State vivendo un’esperienza eccezionale, l’esperienza di una crisi
economica che nemmeno i vostri genitori e forse nemmeno i vostri nonni
hanno mai conosciuto. Un’esperienza dura, drammatica, dovete cercare di
approfittarne, di cavarne insegnamenti che vi consentano di non
restarvi schiacciati, travolti. Non avete chi ve ne può parlare con
cognizione diretta, i vostri docenti stessi la crisi precedente, quella
del 1929, l’hanno studiata sui libri, come si studia la storia della
Rivoluzione Francese o della Prima Guerra Mondiale.
Ho letto che l’Ufficio di statistica del lavoro degli Stati Uniti
prevede che nel 2009 un quarto dei lavoratori americani perderà il
posto.
Qui da noi tira ancora un’aria da “tutto va ben, madama la marchesa”,
si parla di recessione, sì, ma con un orizzonte temporale limitato, nel
2010 dovrebbe già andar meglio e la ripresa del prossimo ciclo
iniziare. Spero che sia così, ma mi fido poco delle loro prognosi.

Torno da un congresso che si è svolto a Berlino dove c’erano i
manager di punta di alcune delle maggior imprese multinazionali, con
sedi in tutto il pianeta, gente che vive dentro la globalizzazione, che
dovrebbe avere il polso dei mercati, gente che tratta con le grandi
banche d’affari e con i governi. Mi aspettavo un po’ di chiarezza,
qualche prognosi meditata. Balbettii, reticenze, sforzi per
minimizzare, qualcuno che fa saltare la conferenza all’ultimo minuto
perché richiamato d’urgenza. Pochissimi quelli che hanno parlato chiaro
dicendo che la cosa è molto seria, che nessuno sa come andrà a finire e
che le conseguenze potrebbero essere catastrofiche.

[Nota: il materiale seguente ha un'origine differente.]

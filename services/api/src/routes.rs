use crate::infra::{ApiService, AppState};
use axum::http::{header, StatusCode};
use axum::response::IntoResponse;
use axum::Extension;
use axum::Json;
use serde_json::json;
use social_support::workflows::assistance::application_router;
use std::sync::Arc;

pub(crate) fn with_application_routes(service: Arc<ApiService>) -> axum::Router {
    application_router(service)
        .route("/health", axum::routing::get(healthcheck))
        .route("/ready", axum::routing::get(readiness_endpoint))
        .route("/metrics", axum::routing::get(metrics_endpoint))
}

pub(crate) async fn healthcheck() -> Json<serde_json::Value> {
    Json(json!({ "status": "ok" }))
}

pub(crate) async fn readiness_endpoint(Extension(state): Extension<AppState>) -> impl IntoResponse {
    let ready = state.readiness.load(std::sync::atomic::Ordering::Relaxed);
    let status = if ready {
        StatusCode::OK
    } else {
        StatusCode::SERVICE_UNAVAILABLE
    };

    let payload = if ready {
        json!({ "status": "ready" })
    } else {
        json!({ "status": "initializing" })
    };

    (status, Json(payload))
}

pub(crate) async fn metrics_endpoint(Extension(state): Extension<AppState>) -> impl IntoResponse {
    (
        StatusCode::OK,
        [(header::CONTENT_TYPE, "text/plain; version=0.0.4")],
        state.metrics.render(),
    )
}

#[cfg(test)]
mod tests {
    use super::*;
    use crate::infra::InMemoryApplicationRepository;
    use axum::body::Body;
    use axum::http::Request;
    use metrics_exporter_prometheus::PrometheusBuilder;
    use social_support::workflows::assistance::{
        AssistanceApplicationService, EligibilityScorer, PipelineOrchestrator,
    };
    use std::sync::atomic::{AtomicBool, Ordering};
    use tower::ServiceExt;

    fn state(ready: bool) -> AppState {
        AppState {
            readiness: Arc::new(AtomicBool::new(ready)),
            metrics: Arc::new(PrometheusBuilder::new().build_recorder().handle()),
        }
    }

    fn service() -> Arc<ApiService> {
        let path = concat!(
            env!("CARGO_MANIFEST_DIR"),
            "/../../models/eligibility_model.json"
        );
        let scorer = EligibilityScorer::load(path, 0.5).expect("bundled model loads");
        Arc::new(AssistanceApplicationService::new(
            Arc::new(PipelineOrchestrator::new(Arc::new(scorer))),
            Arc::new(InMemoryApplicationRepository::default()),
        ))
    }

    #[tokio::test]
    async fn readiness_tracks_flag() {
        let app_state = state(false);
        let response = readiness_endpoint(Extension(app_state.clone()))
            .await
            .into_response();
        assert_eq!(response.status(), StatusCode::SERVICE_UNAVAILABLE);

        app_state.readiness.store(true, Ordering::Release);
        let response = readiness_endpoint(Extension(app_state)).await.into_response();
        assert_eq!(response.status(), StatusCode::OK);
    }

    #[tokio::test]
    async fn operational_and_application_routes_share_one_router() {
        let app = with_application_routes(service()).layer(Extension(state(true)));

        let response = app
            .clone()
            .oneshot(
                Request::get("/health")
                    .body(Body::empty())
                    .expect("request builds"),
            )
            .await
            .expect("route executes");
        assert_eq!(response.status(), StatusCode::OK);

        let response = app
            .clone()
            .oneshot(
                Request::get("/metrics")
                    .body(Body::empty())
                    .expect("request builds"),
            )
            .await
            .expect("route executes");
        assert_eq!(response.status(), StatusCode::OK);

        let response = app
            .oneshot(
                Request::get("/api/v1/applications/app-000000/status")
                    .body(Body::empty())
                    .expect("request builds"),
            )
            .await
            .expect("route executes");
        assert_eq!(response.status(), StatusCode::NOT_FOUND);
    }
}
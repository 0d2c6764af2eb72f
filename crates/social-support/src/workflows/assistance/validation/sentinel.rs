//! Demo double that forces authority failures from marker substrings.
//!
//! Wraps a real authority. Financial and credit checks fail when the identity number contains
//! `911`; the identity check fails when the identity number, name, or address carries `DEMO`
//! (case-insensitive) or the identity number contains `911`. Anything else is forwarded.

use std::sync::Arc;

use async_trait::async_trait;
use tracing::warn;

use super::authority::{
    Authority, AuthorityError, AuthorityVerdict, CheckKind, ValidationRequest,
};

const NUMERIC_SENTINEL: &str = "911";
const TEXT_SENTINEL: &str = "DEMO";

pub struct SentinelFailureAuthority {
    kind: CheckKind,
    inner: Arc<dyn Authority>,
}

impl SentinelFailureAuthority {
    pub fn wrap(kind: CheckKind, inner: Arc<dyn Authority>) -> Self {
        Self { kind, inner }
    }

    fn triggered_by(&self, request: &ValidationRequest) -> Option<&'static str> {
        if request.identity_number.contains(NUMERIC_SENTINEL) {
            return Some("identity_number");
        }

        if self.kind != CheckKind::Identity {
            return None;
        }

        [
            ("identity_number", request.identity_number.as_str()),
            ("name", request.name.as_str()),
            ("address", request.address.as_str()),
        ]
        .into_iter()
        .find(|(_, value)| value.to_uppercase().contains(TEXT_SENTINEL))
        .map(|(field, _)| field)
    }
}

#[async_trait]
impl Authority for SentinelFailureAuthority {
    async fn verify(&self, request: &ValidationRequest) -> Result<AuthorityVerdict, AuthorityError> {
        if let Some(field) = self.triggered_by(request) {
            warn!(check = ?self.kind, field, "demo failure triggered");
            return Ok(AuthorityVerdict::failed(
                format!("{} failed (DEMO)", self.kind.label()),
                format!("Demo failure triggered via {field} containing '{NUMERIC_SENTINEL}' or '{TEXT_SENTINEL}'"),
            ));
        }

        self.inner.verify(request).await
    }
}
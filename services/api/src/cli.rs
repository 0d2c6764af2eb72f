use crate::process::{run_process, ProcessArgs};
use crate::server;
use clap::{Args, Parser, Subcommand};
use social_support::error::AppError;

#[derive(Parser, Debug)]
#[command(
    name = "social-support-api",
    about = "Run the social-support application pipeline as a service or for a single application",
    version
)]
struct Cli {
    #[command(subcommand)]
    command: Option<Command>,
}

#[derive(Subcommand, Debug)]
enum Command {
    /// Start the HTTP service (default command)
    Serve(ServeArgs),
    /// Process one application from local files and print the outcome
    Process(ProcessArgs),
}

#[derive(Args, Debug, Default)]
pub(crate) struct ServeArgs {
    /// Override the configured host for the HTTP server
    #[arg(long)]
    pub(crate) host: Option<String>,
    /// Override the configured port for the HTTP server
    #[arg(long)]
    pub(crate) port: Option<u16>,
}

pub(crate) async fn run() -> Result<(), AppError> {
    let cli = Cli::parse();
    let command = cli
        .command
        .unwrap_or_else(|| Command::Serve(ServeArgs::default()));

    match command {
        Command::Serve(args) => server::run(args).await,
        Command::Process(args) => run_process(args).await,
    }
}
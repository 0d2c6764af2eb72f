use crate::cli::ServeArgs;
use crate::infra::{application_service, AppState};
use crate::routes::with_application_routes;
use axum::Extension;
use axum_prometheus::PrometheusMetricLayer;
use social_support::config::AppConfig;
use social_support::error::AppError;
use social_support::{build_orchestrator, telemetry};
use std::sync::atomic::Ordering;
use std::sync::Arc;
use tracing::info;

pub(crate) async fn run(mut args: ServeArgs) -> Result<(), AppError> {
    let mut config = AppConfig::load()?;

    if let Some(host) = args.host.take() {
        config.server.host = host;
    }
    if let Some(port) = args.port.take() {
        config.server.port = port;
    }

    telemetry::init(&config.telemetry)?;

    let (prometheus_layer, prometheus_handle) = PrometheusMetricLayer::pair();
    let readiness_flag = Arc::new(std::sync::atomic::AtomicBool::new(false));
    let app_state = AppState {
        readiness: readiness_flag.clone(),
        metrics: Arc::new(prometheus_handle),
    };

    let orchestrator = build_orchestrator(&config)?;
    let application_service = Arc::new(application_service(&config, orchestrator)?);

    let app = with_application_routes(application_service)
        .layer(Extension(app_state))
        .layer(prometheus_layer);

    let addr = config.server.socket_addr()?;
    let listener = tokio::net::TcpListener::bind(addr).await?;
    readiness_flag.store(true, Ordering::Release);

    info!(?config.environment, %addr, "application pipeline service ready");

    axum::serve(listener, app).await?;
    Ok(())
}
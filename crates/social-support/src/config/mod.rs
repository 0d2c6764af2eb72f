use std::env;
use std::fmt;
use std::net::{IpAddr, SocketAddr};
use std::path::PathBuf;
use std::str::FromStr;
use std::time::Duration;

/// Distinguishes runtime behavior for different stages of the service.
#[derive(Debug, Clone, Copy, PartialEq, Eq)]
pub enum AppEnvironment {
    Development,
    Test,
    Production,
}

impl AppEnvironment {
    fn from_str(value: &str) -> Self {
        match value.trim().to_ascii_lowercase().as_str() {
            "prod" | "production" => Self::Production,
            "test" | "ci" => Self::Test,
            _ => Self::Development,
        }
    }
}

/// Top-level configuration for the application.
#[derive(Debug, Clone)]
pub struct AppConfig {
    pub environment: AppEnvironment,
    pub server: ServerConfig,
    pub telemetry: TelemetryConfig,
    pub pipeline: PipelineConfig,
    pub authorities: AuthorityConfig,
    pub generation: GenerationConfig,
    pub storage: StorageConfig,
}

impl AppConfig {
    pub fn load() -> Result<Self, ConfigError> {
        dotenvy::dotenv().ok();

        let environment = AppEnvironment::from_str(
            &env::var("APP_ENV").unwrap_or_else(|_| "development".to_string()),
        );

        let host = env::var("APP_HOST").unwrap_or_else(|_| "127.0.0.1".to_string());
        let port = env::var("APP_PORT")
            .unwrap_or_else(|_| "3000".to_string())
            .parse::<u16>()
            .map_err(|_| ConfigError::InvalidPort)?;

        let log_level = env::var("APP_LOG_LEVEL").unwrap_or_else(|_| "info".to_string());

        let pipeline = PipelineConfig {
            model_path: PathBuf::from(
                env::var("APP_MODEL_PATH")
                    .unwrap_or_else(|_| "models/eligibility_model.json".to_string()),
            ),
            income_tolerance: bounded("APP_INCOME_TOLERANCE", 500.0, 0.0, f64::MAX)?,
            address_similarity: bounded("APP_ADDRESS_SIMILARITY", 0.70, 0.0, 1.0)?,
            eligibility_cutoff: bounded("APP_ELIGIBILITY_CUTOFF", 0.5, 0.0, 1.0)?,
            demo_sentinels: flag("APP_DEMO_SENTINELS", false)?,
        };

        let authorities = AuthorityConfig {
            identity_url: optional("APP_IDENTITY_AUTHORITY_URL"),
            financial_url: optional("APP_FINANCIAL_AUTHORITY_URL"),
            credit_url: optional("APP_CREDIT_AUTHORITY_URL"),
            timeout: millis("APP_AUTHORITY_TIMEOUT_MS", 2_000)?,
        };

        let generation = GenerationConfig {
            base_url: optional("APP_TEXT_GENERATION_URL"),
            model: env::var("APP_TEXT_GENERATION_MODEL")
                .unwrap_or_else(|_| "llama3".to_string()),
            timeout: millis("APP_TEXT_GENERATION_TIMEOUT_MS", 30_000)?,
        };

        let storage = StorageConfig {
            ledger_path: optional("APP_APPLICATION_LEDGER").map(PathBuf::from),
        };

        Ok(Self {
            environment,
            server: ServerConfig { host, port },
            telemetry: TelemetryConfig { log_level },
            pipeline,
            authorities,
            generation,
            storage,
        })
    }
}

/// Settings controlling the HTTP server binding.
#[derive(Debug, Clone)]
pub struct ServerConfig {
    pub host: String,
    pub port: u16,
}

impl ServerConfig {
    pub fn socket_addr(&self) -> Result<SocketAddr, ConfigError> {
        if self.host.eq_ignore_ascii_case("localhost") {
            return Ok(SocketAddr::new(IpAddr::from([127, 0, 0, 1]), self.port));
        }

        let ip: IpAddr = self
            .host
            .parse()
            .map_err(|source| ConfigError::InvalidHost { source })?;

        Ok(SocketAddr::new(ip, self.port))
    }
}

/// Tracing controls.
#[derive(Debug, Clone)]
pub struct TelemetryConfig {
    pub log_level: String,
}

/// Model location and the decision thresholds applied by the pipeline.
#[derive(Debug, Clone)]
pub struct PipelineConfig {
    pub model_path: PathBuf,
    pub income_tolerance: f64,
    pub address_similarity: f64,
    pub eligibility_cutoff: f64,
    pub demo_sentinels: bool,
}

/// External authority endpoints; a missing URL selects the offline authority.
#[derive(Debug, Clone)]
pub struct AuthorityConfig {
    pub identity_url: Option<String>,
    pub financial_url: Option<String>,
    pub credit_url: Option<String>,
    pub timeout: Duration,
}

/// Text generation endpoint; generation is disabled without a base URL.
#[derive(Debug, Clone)]
pub struct GenerationConfig {
    pub base_url: Option<String>,
    pub model: String,
    pub timeout: Duration,
}

#[derive(Debug, Clone)]
pub struct StorageConfig {
    pub ledger_path: Option<PathBuf>,
}

fn optional(variable: &str) -> Option<String> {
    env::var(variable)
        .ok()
        .map(|value| value.trim().to_string())
        .filter(|value| !value.is_empty())
}

fn parsed<T: FromStr>(variable: &'static str, default: T) -> Result<T, ConfigError> {
    match optional(variable) {
        None => Ok(default),
        Some(value) => value
            .parse::<T>()
            .map_err(|_| ConfigError::InvalidNumber { variable, value }),
    }
}

fn bounded(variable: &'static str, default: f64, min: f64, max: f64) -> Result<f64, ConfigError> {
    let value = parsed(variable, default)?;
    if !value.is_finite() || value < min || value > max {
        return Err(ConfigError::OutOfRange {
            variable,
            value: value.to_string(),
        });
    }
    Ok(value)
}

fn millis(variable: &'static str, default: u64) -> Result<Duration, ConfigError> {
    let value = parsed(variable, default)?;
    if value == 0 {
        return Err(ConfigError::OutOfRange {
            variable,
            value: value.to_string(),
        });
    }
    Ok(Duration::from_millis(value))
}

fn flag(variable: &'static str, default: bool) -> Result<bool, ConfigError> {
    match optional(variable) {
        None => Ok(default),
        Some(value) => match value.to_ascii_lowercase().as_str() {
            "1" | "true" | "yes" | "on" => Ok(true),
            "0" | "false" | "no" | "off" => Ok(false),
            _ => Err(ConfigError::InvalidFlag { variable, value }),
        },
    }
}

#[derive(Debug)]
pub enum ConfigError {
    InvalidPort,
    InvalidHost {
        source: std::net::AddrParseError,
    },
    InvalidNumber {
        variable: &'static str,
        value: String,
    },
    OutOfRange {
        variable: &'static str,
        value: String,
    },
    InvalidFlag {
        variable: &'static str,
        value: String,
    },
    Client {
        variable: &'static str,
        message: String,
    },
}

impl fmt::Display for ConfigError {
    fn fmt(&self, f: &mut fmt::Formatter<'_>) -> fmt::Result {
        match self {
            ConfigError::InvalidPort => write!(f, "APP_PORT must be a valid u16"),
            ConfigError::InvalidHost { .. } => {
                write!(f, "APP_HOST must parse to an IPv4 or IPv6 address")
            }
            ConfigError::InvalidNumber { variable, value } => {
                write!(f, "{variable} must be numeric, got '{value}'")
            }
            ConfigError::OutOfRange { variable, value } => {
                write!(f, "{variable} is out of range: {value}")
            }
            ConfigError::InvalidFlag { variable, value } => {
                write!(f, "{variable} must be true or false, got '{value}'")
            }
            ConfigError::Client { variable, message } => {
                write!(f, "client for {variable} could not be built: {message}")
            }
        }
    }
}

impl std::error::Error for ConfigError {
    fn source(&self) -> Option<&(dyn std::error::Error + 'static)> {
        match self {
            ConfigError::InvalidHost { source } => Some(source),
            _ => None,
        }
    }
}

/// Serializes tests that read or mutate process environment variables.
#[cfg(test)]
pub(crate) fn env_guard() -> &'static std::sync::Mutex<()> {
    static GUARD: std::sync::OnceLock<std::sync::Mutex<()>> = std::sync::OnceLock::new();
    GUARD.get_or_init(|| std::sync::Mutex::new(()))
}

#[cfg(test)]
mod tests {
    use super::*;
    use std::env;

    const VARIABLES: [&str; 17] = [
        "APP_ENV",
        "APP_HOST",
        "APP_PORT",
        "APP_LOG_LEVEL",
        "APP_MODEL_PATH",
        "APP_INCOME_TOLERANCE",
        "APP_ADDRESS_SIMILARITY",
        "APP_ELIGIBILITY_CUTOFF",
        "APP_AUTHORITY_TIMEOUT_MS",
        "APP_IDENTITY_AUTHORITY_URL",
        "APP_FINANCIAL_AUTHORITY_URL",
        "APP_CREDIT_AUTHORITY_URL",
        "APP_TEXT_GENERATION_URL",
        "APP_TEXT_GENERATION_MODEL",
        "APP_TEXT_GENERATION_TIMEOUT_MS",
        "APP_APPLICATION_LEDGER",
        "APP_DEMO_SENTINELS",
    ];

    fn reset_env() {
        for variable in VARIABLES {
            env::remove_var(variable);
        }
    }

    #[test]
    fn load_uses_defaults_when_env_missing() {
        let _lock = env_guard().lock().expect("env mutex poisoned");
        reset_env();
        let config = AppConfig::load().expect("config loads with defaults");
        assert_eq!(config.environment, AppEnvironment::Development);
        assert_eq!(config.server.host, "127.0.0.1");
        assert_eq!(config.server.port, 3000);
        assert_eq!(config.telemetry.log_level, "info");
        assert_eq!(
            config.pipeline.model_path,
            PathBuf::from("models/eligibility_model.json")
        );
        assert_eq!(config.pipeline.income_tolerance, 500.0);
        assert_eq!(config.pipeline.address_similarity, 0.70);
        assert_eq!(config.pipeline.eligibility_cutoff, 0.5);
        assert!(!config.pipeline.demo_sentinels);
        assert!(config.authorities.identity_url.is_none());
        assert_eq!(config.authorities.timeout, Duration::from_millis(2_000));
        assert!(config.generation.base_url.is_none());
        assert_eq!(config.generation.model, "llama3");
        assert!(config.storage.ledger_path.is_none());
    }

    #[test]
    fn accepts_localhost_host() {
        let _lock = env_guard().lock().expect("env mutex poisoned");
        reset_env();
        env::set_var("APP_HOST", "localhost");
        let config = AppConfig::load().expect("config loads");
        let addr = config.server.socket_addr().expect("localhost resolves");
        assert_eq!(addr, SocketAddr::new(IpAddr::from([127, 0, 0, 1]), 3000));
        reset_env();
    }

    #[test]
    fn rejects_similarity_above_one() {
        let _lock = env_guard().lock().expect("env mutex poisoned");
        reset_env();
        env::set_var("APP_ADDRESS_SIMILARITY", "1.5");
        let err = AppConfig::load().expect_err("similarity out of range");
        assert!(matches!(
            err,
            ConfigError::OutOfRange {
                variable: "APP_ADDRESS_SIMILARITY",
                ..
            }
        ));
        reset_env();
    }

    #[test]
    fn reads_thresholds_and_flags() {
        let _lock = env_guard().lock().expect("env mutex poisoned");
        reset_env();
        env::set_var("APP_INCOME_TOLERANCE", "250");
        env::set_var("APP_DEMO_SENTINELS", "yes");
        env::set_var("APP_TEXT_GENERATION_URL", " http://localhost:11434 ");
        env::set_var("APP_AUTHORITY_TIMEOUT_MS", "750");
        let config = AppConfig::load().expect("config loads");
        assert_eq!(config.pipeline.income_tolerance, 250.0);
        assert!(config.pipeline.demo_sentinels);
        assert_eq!(
            config.generation.base_url.as_deref(),
            Some("http://localhost:11434")
        );
        assert_eq!(config.authorities.timeout, Duration::from_millis(750));
        reset_env();
    }

    #[test]
    fn rejects_malformed_flag() {
        let _lock = env_guard().lock().expect("env mutex poisoned");
        reset_env();
        env::set_var("APP_DEMO_SENTINELS", "sometimes");
        let err = AppConfig::load().expect_err("flag rejected");
        assert_eq!(
            err.to_string(),
            "APP_DEMO_SENTINELS must be true or false, got 'sometimes'"
        );
        reset_env();
    }
}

Ma voi vi occupate – giustamente – dei tagli alla spesa
universitaria e tutti vi applaudono, docenti in testa e politici
d’opposizione e magari anche qualcuno della maggioranza, siete scesi in
piazza autonomamente e tutto sommato tira un’aria di consenso attorno a
voi. Non era così nel ’68, forse perché allora un po’ di violenza
c’era, in parte provocata dal comportamento dello stato o delle forze
dell’ordine. Ma quel che di buono c’era allora, di eccezionale, era la
grande voglia di capire il mondo che avevano gli studenti. In Francia
erano partiti dalle tasse universitarie, dal discorso della riforma
degli studi ma tutto sommato quel che volevano era molto di più,
volevano darsi gli strumenti per cambiare le cose, volevano capire cosa
succedeva nei paesi comunisti, o nell’America Latina dove sei mesi
prima Che Guevara ci aveva lasciato la pelle, volevano capire a cosa
portava la politica di Piano del governo gollista, che cos’era un
sindacato operaio, volevano vedere come funzionava una fabbrica e come
parlavano gli operai dentro, come funzionava un ospedale e come
venivano trattati i malati. E’ questa grande voglia di sapere, questa
sconfinata ambizione di sapere, questa utopica sfida alle capacità
della propria conoscenza, che io non vedo tra di voi. O, meglio, che
all’esterno non si vede, non si percepisce.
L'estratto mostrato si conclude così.